* Re: [PATCH v2] mm: clean up hwpoison page cache page in fault path
2022-02-13 2:37 [PATCH v2] mm: clean up hwpoison page cache page in fault path Rik van Riel
@ 2022-02-14 23:24 ` Andrew Morton
2022-02-15 1:37 ` Rik van Riel
2022-02-15 11:22 ` David Hildenbrand
` (2 subsequent siblings)
3 siblings, 1 reply; 13+ messages in thread
From: Andrew Morton @ 2022-02-14 23:24 UTC (permalink / raw)
To: Rik van Riel
Cc: linux-kernel, kernel-team, linux-mm, Miaohe Lin, Mel Gorman,
Johannes Weiner, Matthew Wilcox, Naoya Horiguchi,
Naoya Horiguchi
> Subject: [PATCH v2] mm: clean up hwpoison page cache page in fault path
At first scan I thought this was a code cleanup.
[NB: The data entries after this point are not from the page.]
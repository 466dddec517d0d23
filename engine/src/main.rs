use std::path::PathBuf;
use std::sync::Arc;
use std::time::Duration;

use anyhow::Context;
use clap::{Parser, Subcommand};
use tokio::sync::mpsc;
use tokio_util::sync::CancellationToken;
use tracing::info;

use shunt_agents::{ClientContext, ProviderRotation, QuotaSignature};
use shunt_core::{
    ActivityCoordinator, HeartbeatRunner, HistoryStore, Notifier, NullNotifier, Orchestrator,
    Settings, SettingsStore, TelegramNotifier, Vault,
};
use shunt_observability::{canonical_logs_dir_from_root, init_process_logging, ProcessKind};

const LOG_RETENTION_DAYS: u64 = 14;

#[derive(Parser, Debug)]
#[command(name = "shunt-engine")]
#[command(about = "Headless agent execution and coordination engine")]
struct Cli {
    /// Path to config.json (defaults to ~/.shunt/config.json).
    #[arg(long, global = true)]
    config: Option<PathBuf>,

    #[command(subcommand)]
    command: Command,
}

#[derive(Subcommand, Debug)]
enum Command {
    /// Run the long-lived daemon: heartbeat scheduling and idle triggers.
    Daemon,
    /// Run exactly one heartbeat cycle and exit.
    Heartbeat,
    /// Execute one detached prompt (cron contract: JSON result on stdout,
    /// logs on stderr, exit 0/1).
    Run { prompt: String },
    /// Execute one chat turn, streaming classified events as JSON lines.
    Chat {
        prompt: String,
        /// Resume an existing session instead of starting a new one.
        #[arg(long)]
        session: Option<String>,
    },
    /// Inspect or edit the secret vault.
    Vault {
        #[command(subcommand)]
        action: VaultAction,
    },
    /// Browse stored conversations.
    History {
        #[command(subcommand)]
        action: HistoryAction,
    },
}

#[derive(Subcommand, Debug)]
enum VaultAction {
    Get { key: String },
    Set { key: String, value: String },
    Delete { key: String },
    Show,
}

#[derive(Subcommand, Debug)]
enum HistoryAction {
    List {
        #[arg(long, default_value_t = 30)]
        limit: usize,
        #[arg(long, default_value_t = 0)]
        offset: usize,
    },
    Show {
        session_id: String,
    },
}

struct Runtime {
    settings: Settings,
    activity: Arc<ActivityCoordinator>,
    orchestrator: Arc<Orchestrator>,
    heartbeat: Arc<HeartbeatRunner>,
}

fn default_config_path() -> PathBuf {
    dirs::home_dir()
        .unwrap_or_else(|| PathBuf::from("."))
        .join(".shunt")
        .join("config.json")
}

async fn load_settings(config: Option<PathBuf>) -> anyhow::Result<Settings> {
    let config_path = config.unwrap_or_else(default_config_path);
    let store = SettingsStore::load(&config_path).await?;
    Ok(store.get().await)
}

fn build_runtime(settings: Settings) -> anyhow::Result<Runtime> {
    std::fs::create_dir_all(&settings.agent_home_path)
        .context("creating agent home directory")?;
    std::fs::create_dir_all(&settings.storage_path).context("creating storage directory")?;

    let vault = Vault::new(&settings.vault_path);
    let ctx = ClientContext {
        storage_path: settings.storage_path.clone(),
        agent_home: settings.agent_home_path.clone(),
        template_dir: Some(settings.storage_path.join("templates")),
        env: vault.to_env()?,
    };

    let rotation = Arc::new(ProviderRotation::from_order(
        &settings.agent_use_order,
        QuotaSignature::defaults(),
    )?);
    let notifier: Arc<dyn Notifier> = if settings.enable_telegram {
        Arc::new(TelegramNotifier::new(vault)?)
    } else {
        Arc::new(NullNotifier)
    };
    let activity = ActivityCoordinator::new(
        Duration::from_secs(settings.heartbeat_cooldown_seconds),
        Duration::from_secs(settings.on_demand_cooldown_seconds),
    );
    let orchestrator = Arc::new(Orchestrator::new(
        rotation,
        ctx,
        HistoryStore::new(settings.agent_home_path.join("history")),
        Arc::clone(&activity),
        notifier,
    ));
    let heartbeat = HeartbeatRunner::new(
        Arc::clone(&orchestrator),
        HistoryStore::new(settings.agent_home_path.join("heartbeat")),
        Arc::clone(&activity),
        settings.agent_home_path.clone(),
    );
    activity.set_trigger(heartbeat.as_trigger());

    Ok(Runtime {
        settings,
        activity,
        orchestrator,
        heartbeat,
    })
}

#[tokio::main]
async fn main() -> anyhow::Result<()> {
    let cli = Cli::parse();

    match cli.command {
        Command::Daemon => {
            let settings = load_settings(cli.config).await?;
            let logs_dir = canonical_logs_dir_from_root(&settings.storage_path);
            let (_log_guard, log_info) =
                init_process_logging(ProcessKind::Engine, &logs_dir, LOG_RETENTION_DAYS)?;
            info!("logging initialized: {:?}", log_info);

            let runtime = build_runtime(settings)?;
            info!(
                "daemon starting (providers: {}, heartbeat cooldown: {}s)",
                runtime.settings.agent_use_order,
                runtime.settings.heartbeat_cooldown_seconds
            );
            runtime.activity.schedule_initial_trigger(Duration::from_secs(
                runtime.settings.initial_idle_seconds,
            ));
            tokio::signal::ctrl_c().await?;
            info!("shutting down");
        }
        Command::Heartbeat => {
            let settings = load_settings(cli.config).await?;
            let logs_dir = canonical_logs_dir_from_root(&settings.storage_path);
            let (_log_guard, _) =
                init_process_logging(ProcessKind::Worker, &logs_dir, LOG_RETENTION_DAYS)?;
            let runtime = build_runtime(settings)?;
            runtime.heartbeat.run_cycle().await;
        }
        Command::Run { prompt } => {
            let settings = load_settings(cli.config).await?;
            let logs_dir = canonical_logs_dir_from_root(&settings.storage_path);
            let (_log_guard, _) =
                init_process_logging(ProcessKind::Worker, &logs_dir, LOG_RETENTION_DAYS)?;
            let runtime = build_runtime(settings)?;
            let cancel = CancellationToken::new();
            match runtime.orchestrator.run_detached(&prompt, &cancel).await {
                Ok(outcome) => {
                    // The one stdout line consumers parse.
                    println!("{}", serde_json::to_string(&outcome)?);
                }
                Err(err) => {
                    tracing::error!("detached run failed: {err:#}");
                    std::process::exit(1);
                }
            }
        }
        Command::Chat { prompt, session } => {
            let settings = load_settings(cli.config).await?;
            let logs_dir = canonical_logs_dir_from_root(&settings.storage_path);
            let (_log_guard, _) =
                init_process_logging(ProcessKind::Engine, &logs_dir, LOG_RETENTION_DAYS)?;
            let runtime = build_runtime(settings)?;
            let cancel = CancellationToken::new();
            let (tx, mut rx) = mpsc::channel(64);

            let printer = tokio::spawn(async move {
                while let Some(event) = rx.recv().await {
                    match serde_json::to_string(&event) {
                        Ok(line) => println!("{line}"),
                        Err(err) => tracing::warn!("unprintable event: {err}"),
                    }
                }
            });

            let outcome = runtime
                .orchestrator
                .run_chat(&prompt, session, &cancel, Some(&tx))
                .await;
            drop(tx);
            printer.await.ok();

            let outcome = outcome?;
            println!(
                "{}",
                serde_json::json!({
                    "session_id": outcome.session_id,
                    "success": outcome.success,
                })
            );
            if !outcome.success {
                std::process::exit(1);
            }
        }
        Command::Vault { action } => {
            let settings = load_settings(cli.config).await?;
            let vault = Vault::new(settings.vault_path);
            match action {
                VaultAction::Get { key } => match vault.get(&key)? {
                    Some(value) => println!("{value}"),
                    None => std::process::exit(1),
                },
                VaultAction::Set { key, value } => vault.set(&key, &value)?,
                VaultAction::Delete { key } => {
                    if !vault.delete(&key)? {
                        std::process::exit(1);
                    }
                }
                VaultAction::Show => {
                    println!("{}", serde_json::to_string_pretty(&vault.to_map()?)?);
                }
            }
        }
        Command::History { action } => {
            let settings = load_settings(cli.config).await?;
            let history = HistoryStore::new(settings.agent_home_path.join("history"));
            match action {
                HistoryAction::List { limit, offset } => {
                    let summaries = history.list(limit, offset)?;
                    println!("{}", serde_json::to_string_pretty(&summaries)?);
                }
                HistoryAction::Show { session_id } => match history.load(&session_id)? {
                    Some(convo) => println!("{}", serde_json::to_string_pretty(&convo)?),
                    None => {
                        eprintln!("no conversation found for {session_id}");
                        std::process::exit(1);
                    }
                },
            }
        }
    }

    Ok(())
}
I think I'll do s/clean up/invalidate/.
On Sat, 12 Feb 2022 21:37:40 -0500 Rik van Riel <riel@surriel.com> wrote:
> Sometimes the page offlining code can leave behind a hwpoisoned clean
> page cache page.
Is this correct behaviour?
> This can lead to programs being killed over and over
> and over again as they fault in the hwpoisoned page, get killed, and
> then get re-spawned by whatever wanted to run them.
>
> This is particularly embarrassing when the page was offlined due to
> having too many corrected memory errors. Now we are killing tasks
> due to them trying to access memory that probably isn't even corrupted.
>
> This problem can be avoided by invalidating the page from the page
> fault handler, which already has a branch for dealing with these
> kinds of pages. With this patch we simply pretend the page fault
> was successful if the page was invalidated, return to userspace,
> incur another page fault, read in the file from disk (to a new
> memory page), and then everything works again.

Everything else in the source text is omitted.